Best practice for secure OpenVPN auth-user-pass in NixOS

Hi Guys,

I’m currently setting up OpenVPN as a client in NixOS and want to avoid hardcoding credentials in my configuration or storing them in plaintext files.
My goal is to dynamically provide auth-user-pass to OpenVPN in a secure, declarative way, ideally using pass (Password Store) or another encrypted secret manager.

I’m using a similiar approach with himalaya for email:
in my himalaya/config.toml:
backend.auth.type = “password”
backend.auth.command = “pass show Email/posteo-himalaya”

so if I login, I get asked for my gpg-key password and then the passwort gets returned.

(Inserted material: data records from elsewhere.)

use clap::Parser;
use std::io::{self, Write};
use std::process;
use tents_puzzle::cli::PuzzleArgs;
use tents_puzzle::logging::init_logging;
use tents_puzzle::session::{ClickOutcome, PuzzleSession};

/// Play tents and trees in the terminal
#[derive(Parser, Debug)]
#[command(author, version, about, long_about = None)]
struct Cli {
    #[command(flatten)]
    puzzle: PuzzleArgs,
}

fn describe(outcome: ClickOutcome) -> &'static str {
    match outcome {
        ClickOutcome::Invalid => "That cell is not on the grid.",
        ClickOutcome::Removed => "Tent removed.",
        ClickOutcome::TreeCollision => "There is a tree there.",
        ClickOutcome::NoAdjacentTree => "A tent needs a tree above, below, left or right of it.",
        ClickOutcome::TentAdjacent => "Tents may not touch, not even diagonally.",
        ClickOutcome::WrongPosition => "That is not where the tent goes.",
        ClickOutcome::Placed => "Tent placed.",
        ClickOutcome::Victory => "Solved!",
        ClickOutcome::Reset => "Too many mistakes.",
    }
}

fn new_puzzle(session: &mut PuzzleSession) {
    if let Err(e) = session.reset() {
        eprintln!("Error: {}", e);
        process::exit(1);
    }
    println!("New puzzle generated.");
}

fn main() {
    let cli = Cli::parse();
    init_logging(cli.puzzle.verbose);

    let config = cli.puzzle.config();
    let mut session = match PuzzleSession::new(config, cli.puzzle.rng()) {
        Ok(session) => session,
        Err(e) => {
            eprintln!("Error: {}", e);
            process::exit(1);
        }
    };
    println!("Welcome to Tents and Trees!");
    println!("Place one tent (A) next to every tree (T). Numbers give the tents per row and column.");

    loop {
        println!("---------------------");
        println!(
            "Tents: {}/{}, Errors left: {}",
            session.user_tents().len(),
            session.solution().len(),
            session.remaining_errors()
        );
        println!("{}", session.grid().render_with_tents(session.user_tents()));

        print!("Enter a cell (row col), 'h' for a hint, 's' to show the solution, 'r' for a new puzzle, 'q' to quit: ");
        let _ = io::stdout().flush();

        let mut input = String::new();
        match io::stdin().read_line(&mut input) {
            Ok(0) => break,
            Ok(_) => {}
            Err(_) => {
                println!("Error reading input. Please try again.");
                continue;
            }
        }

        match input.trim() {
            "q" => {
                println!("Thanks for playing!");
                break;
            }
            "r" => {
                new_puzzle(&mut session);
                continue;
            }
            "h" => {
                match session.hint() {
                    Some((r, c)) => println!("Try ({}, {}).", r, c),
                    None => println!("All tents are placed."),
                }
                continue;
            }
            "s" => {
                println!("{}", session.grid().render_with_tents(session.solution()));
                continue;
            }
            _ => {}
        }

        let parts: Vec<&str> = input.split_whitespace().collect();
        let coord = match parts.as_slice() {
            [r, c] => match (r.parse::<usize>(), c.parse::<usize>()) {
                (Ok(r), Ok(c)) => (r, c),
                _ => {
                    println!("Invalid input: Please enter numbers for row and column (e.g., '2 3').");
                    continue;
                }
            },
            _ => {
                println!("Invalid input format. Use 'row col', 'h', 's', 'r', or 'q'.");
                continue;
            }
        };

        let outcome = session.process_click(coord);
        println!("{}", describe(outcome));
        match outcome {
            ClickOutcome::Victory => {
                println!("{}", session.grid().render_with_tents(session.user_tents()));
                println!("🎉 PUZZLE SOLVED! 🎉");
                new_puzzle(&mut session);
            }
            ClickOutcome::Reset => {
                println!("The puzzle has been replaced.");
                new_puzzle(&mut session);
            }
            _ if outcome.is_error() => {
                println!("Errors left: {}", session.remaining_errors());
            }
            _ => {}
        }
    }
}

Is there a similiar possibility for the configuration of openvpn. I know the passwort + username is needed at build time.

Current Setup

• I have an .ovpn file (e.g., xeovo-de-udp.ovpn) with:

auth-user-pass /path/to/vpn-auth.txt

• The credentials are currently stored in a plaintext file (vpn-auth.txt), which is not ideal for security.

Desired Solution

I want to:

1. Avoid hardcoding paths like /home/user/nixos/vpn/vpn-auth.txt in my configuration.nix.
2. Avoid plaintext credentials in files or the Nix store (unless encrypted).
3. Fetch credentials at build time (e.g., from pass, sops, or age).
4. Keep the solution declarative (no systemd hacks).

The standard solution to declarative secrets in nixos is to have the secrets encrypted in the config, and include them, still encrypted, in the system generation, then decrypt them during activation with a single key on the target machine that is not declaratively managed. sops-nix and agenix both work in this manner.

I’m not aware of another approach that is properly declarative and also avoids the secrets ending up world-readable in the nix store.

I think defining secrets “fully” declaratively is the wrong approach anyway. Secrets are data, not configuration. You want to be able to rotate them without having to rebuild, that’s an important aspect of something being a secret.

It should be noted that your current approach for himalaya isn’t declarative either - you’re reading the secret at runtime. This is the exact same kind of “hack” you’d perform with systemd credentials, or sops-/agenix.

Given that secrets are inherently data, I don’t think there’s anything wrong with this approach; I honestly think that sops-/agenix are relatively insecure, especially for user-level passwords like this, because they encourage people to share their secrets (albeit in encrypted form). This is a doc issue, to be fair, the upstream sops project explicitly tells you not to do this.

Either way, the only thing they have going over e.g. pass is better integration with NixOS modules, so they’re easy to use and that’s what makes them popular.

I’d like to see a world in which we move to systemd creds, or libsecret for user secrets (though libsecret has its own issues, since it doesn’t check who asks for secrets, I honestly think systemd is the only properly secure secret dissemination utility in the Linux world at the moment).

All that said, if you want to supply secrets from a user to openvpn, IMO the idiomatic approach is to use a networkmanager profile. NetworkManager can be configured to retrieve secrets from a libsecret-style secret agent, and there are ways to make pass such an agent.

This isn’t trivial, though, you’ll have to dig deep into the networkmanager docs.

Alternatively, you can provide your key via the environmentFiles option on a system level, but this cannot integrate with pass - or at least, should not.